At first, everything looked good, I was putting load on it and running programs & applying drivers & patches. Then looked in on it one afternoon after taking the day off from the box - it had crashed. And then it kept crashing. Each time I logged back in, I was greeted with "0x0000007f (0x00000008, 0x80042000, 0x00000000, 0x00000000)" or variations thereof. After reporting the error, I was then taken to the "Microsoft Windows Error Reporting" site were I was informed that I probably had a bad or wrong HW driver. On a side note, the KB posting linked to on this page points to XP specific tips. Oh well, so much for loading the sound card driver - or so I thought. I uninstalled the driver, rebooted; it crashed again a few hours later.

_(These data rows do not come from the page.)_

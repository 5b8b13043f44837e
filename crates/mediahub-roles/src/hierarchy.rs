//! Role hierarchy
//!
//! A single ordered list of roles, most privileged first, plus the comparison
//! primitives every access rule is built on. Rules written as "staff or
//! above" pick up new tiers automatically when the ladder changes here.

use std::borrow::Cow;

use crate::error::{HierarchyError, HierarchyResult};
use crate::principal::{Principal, RoleSet};
use crate::role::Role;

/// The platform ladder: `admin > staff > creator > free`.
pub static ROLE_HIERARCHY: RoleHierarchy = RoleHierarchy {
    order: Cow::Borrowed(&[Role::Admin, Role::Staff, Role::Creator, Role::Free]),
};

/// Total order over roles, index 0 = most privileged.
///
/// Roles missing from the hierarchy rank below every listed role and never
/// satisfy an at-or-above check, on either side of the comparison.
///
/// # Examples
///
/// ```
/// use mediahub_roles::{Principal, Role, ROLE_HIERARCHY};
///
/// let creator = Principal::new("u1").with_role(Role::Creator);
/// assert!(!ROLE_HIERARCHY.has_role_at_or_above(Some(&creator), Role::Staff));
/// assert!(ROLE_HIERARCHY.has_role_at_or_above(Some(&creator), Role::Free));
/// assert!(!ROLE_HIERARCHY.has_role_at_or_above(None, Role::Free));
/// ```
#[derive(Debug, Clone, PartialEq, Eq)]
pub struct RoleHierarchy {
    order: Cow<'static, [Role]>,
}

impl RoleHierarchy {
    /// Build a custom hierarchy.
    ///
    /// # Errors
    ///
    /// - [`HierarchyError::Empty`] if no roles are given
    /// - [`HierarchyError::DuplicateRole`] if a role appears twice
    pub fn new<I>(order: I) -> HierarchyResult<Self>
    where
        I: IntoIterator<Item = Role>,
    {
        let mut roles: Vec<Role> = Vec::new();
        for role in order {
            if roles.contains(&role) {
                return Err(HierarchyError::DuplicateRole(role));
            }
            roles.push(role);
        }
        if roles.is_empty() {
            return Err(HierarchyError::Empty);
        }
        Ok(Self {
            order: Cow::Owned(roles),
        })
    }

    /// Roles in order, most privileged first.
    pub fn roles(&self) -> &[Role] {
        &self.order
    }

    /// Position of `role`, or `None` when it is not part of this hierarchy.
    pub fn index_of(&self, role: Role) -> Option<usize> {
        self.order.iter().position(|r| *r == role)
    }

    /// Most privileged recognized role in `roles`.
    pub fn highest(&self, roles: &RoleSet) -> Option<Role> {
        roles
            .iter()
            .filter_map(|role| self.index_of(role).map(|idx| (idx, role)))
            .min_by_key(|(idx, _)| *idx)
            .map(|(_, role)| role)
    }

    /// Check whether any role in `roles` sits at or above `required`.
    ///
    /// False when `roles` has no recognized role or `required` is not in
    /// this hierarchy.
    pub fn is_at_or_above(&self, roles: &RoleSet, required: Role) -> bool {
        let Some(required_idx) = self.index_of(required) else {
            tracing::debug!(role = %required, "Required role missing from hierarchy");
            return false;
        };

        self.highest(roles)
            .and_then(|role| self.index_of(role))
            .is_some_and(|best| best <= required_idx)
    }

    /// Check whether a (possibly anonymous) principal is at or above `required`.
    pub fn has_role_at_or_above(&self, principal: Option<&Principal>, required: Role) -> bool {
        principal.is_some_and(|p| self.is_at_or_above(&p.roles, required))
    }
}

impl Default for RoleHierarchy {
    fn default() -> Self {
        ROLE_HIERARCHY.clone()
    }
}

/// [`RoleHierarchy::has_role_at_or_above`] against the platform ladder.
pub fn has_role_at_or_above(principal: Option<&Principal>, required: Role) -> bool {
    ROLE_HIERARCHY.has_role_at_or_above(principal, required)
}

/// True iff the principal holds at least one of `allowed`. No ordering.
pub fn has_any_role(principal: Option<&Principal>, allowed: &[Role]) -> bool {
    principal.is_some_and(|p| p.roles.contains_any(allowed))
}

#[cfg(test)]
mod tests {
    use super::*;

    fn with(roles: &[Role]) -> Principal {
        Principal::new("u1").with_roles(roles.iter().copied())
    }

    #[test]
    fn test_default_order() {
        assert_eq!(
            ROLE_HIERARCHY.roles(),
            &[Role::Admin, Role::Staff, Role::Creator, Role::Free]
        );
        assert_eq!(ROLE_HIERARCHY.index_of(Role::Admin), Some(0));
        assert_eq!(ROLE_HIERARCHY.index_of(Role::Free), Some(3));
    }

    #[test]
    fn test_hierarchy_monotonicity() {
        let roles = ROLE_HIERARCHY.roles();
        for (i, higher) in roles.iter().enumerate() {
            for lower in &roles[i + 1..] {
                let p_high = with(&[*higher]);
                let p_low = with(&[*lower]);
                assert!(has_role_at_or_above(Some(&p_high), *lower));
                assert!(!has_role_at_or_above(Some(&p_low), *higher));
            }
            assert!(has_role_at_or_above(Some(&with(&[*higher])), *higher));
        }
    }

    #[test]
    fn test_lower_role_passes_when_higher_also_held() {
        let p = with(&[Role::Free, Role::Staff]);
        assert!(has_role_at_or_above(Some(&p), Role::Staff));
        assert!(!has_role_at_or_above(Some(&p), Role::Admin));
    }

    #[test]
    fn test_fail_closed_on_empty_roles() {
        let p = with(&[]);
        for role in Role::all() {
            assert!(!has_role_at_or_above(Some(&p), role));
            assert!(!has_any_role(Some(&p), &[role]));
        }
    }

    #[test]
    fn test_anonymous_never_qualifies() {
        assert!(!has_role_at_or_above(None, Role::Free));
        assert!(!has_any_role(None, &Role::all()));
    }

    #[test]
    fn test_has_any_role_ignores_order() {
        let p = with(&[Role::Creator]);
        assert!(has_any_role(Some(&p), &[Role::Admin, Role::Creator]));
        assert!(!has_any_role(Some(&p), &[Role::Admin, Role::Staff]));
        assert!(!has_any_role(Some(&p), &[]));
    }

    #[test]
    fn test_custom_hierarchy_missing_role_fails_closed() {
        let ladder = RoleHierarchy::new([Role::Admin, Role::Staff]).unwrap();
        let creator = with(&[Role::Creator]);
        let staff = with(&[Role::Staff]);

        assert_eq!(ladder.index_of(Role::Creator), None);
        // Holder of an unlisted role gets nothing.
        assert!(!ladder.has_role_at_or_above(Some(&creator), Role::Staff));
        // Requirement on an unlisted role is never satisfied, even by staff.
        assert!(!ladder.has_role_at_or_above(Some(&staff), Role::Creator));
    }

    #[test]
    fn test_custom_hierarchy_validation() {
        assert!(matches!(
            RoleHierarchy::new([Role::Admin, Role::Admin]),
            Err(HierarchyError::DuplicateRole(Role::Admin))
        ));
        assert!(matches!(RoleHierarchy::new([]), Err(HierarchyError::Empty)));
    }

    #[test]
    fn test_highest_role() {
        let roles: RoleSet = [Role::Free, Role::Creator].into_iter().collect();
        assert_eq!(ROLE_HIERARCHY.highest(&roles), Some(Role::Creator));
        assert_eq!(ROLE_HIERARCHY.highest(&RoleSet::new()), None);
    }
}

I quickly scrambled to figure out how to use the Debugging Tools for Windows. After a day of trying to figure out some of the workspace settings I was able to open the 6 mem dumps I had archived. All referenced "BUGCHECK_STR: 0x7f_8". On researching - I found this was not a good thing. Most articles indicated that my memory could be going bad or other hardware could be failing.
This box & all hardware had been stable for over 2 years. The last system crash was summer of 2006 (I found the minidumps & their timestamps). It seemed strange that installing 2003 would suddenly bring potential hardware failures to light. So I kept tinkering. I ran chkdsk and defragged, ran some old performance test tools, nothing showed up.
Then I found an article that indicated I might have low memory and Norton AntiVirus could be causing memory issues. Several dumps showed processes begining with NAVEX15, NAVENG, or NAVAP and many files named with these prefixes reside under "%ProgramFiles%\Common Files\Symantec Shared\VirusDefs\". Since I only have 512MB (I've got another 512MB stick lying around, I'm just too lazy to crack open the case) & a newer OS it made some sense that memory could be a little tighter now. So I made the registry change, and 2 hours later *BOOM*.
Still no dice.
So now I'm looking at the memory dumps again, I noticed in more than one "PROCESS_NAME: STARRY~1.SCR" was listed, and in even in those where it was not, things like NtGdiSetPixel, MiRemovePageByColor, NtGdiFlushUserBatch, NtGdiBitBlt, and EngBitBlt appeared, these sounded graphics oriented. Initially, I thought it could be the video card, but it is an old nVidia card and the OS loaded the driver out-of-box (NVIDIA Vanta/Vanta LT). I started to scratch my head, no, it couldn't be that simple The screensaver??? I started reflecting, it never actually crashed when I was in the console (no screensaver running) and crashed more frequently when I was Remote Desktoped into the system and the console had the screensaver running. This could be it...
I had dropped a really old screensaver on the box, it was smaller in size than most of the out-of-box ones, hopefully it will take less memory when running, and it's kinda pretty. I'm guessing the folks who made After Dark made that screensaver do "Stupid Graphics Tricks" and now Win2003 doesn't support those tricks. So the screensaver has now been tossed, deleted, and kissed goodbye. I'm now using the beziers out-of-box screensaver, no more crashes...
For confirmation, I decided to force the failure. After 24 hours of no crashes, I reinstalled the screensaver and proceeded to interact with the system on a Remote Desktop session while the console ran "Starry Night". After about 15 minutes of performing some file system searches and a little internet surfing - which previously had not been an issue - *BOOM* the box went down.
So it wasn't overheating, it wasn't a bad disk, it wasn't bad RAM; it was just a stupid really old screensaver.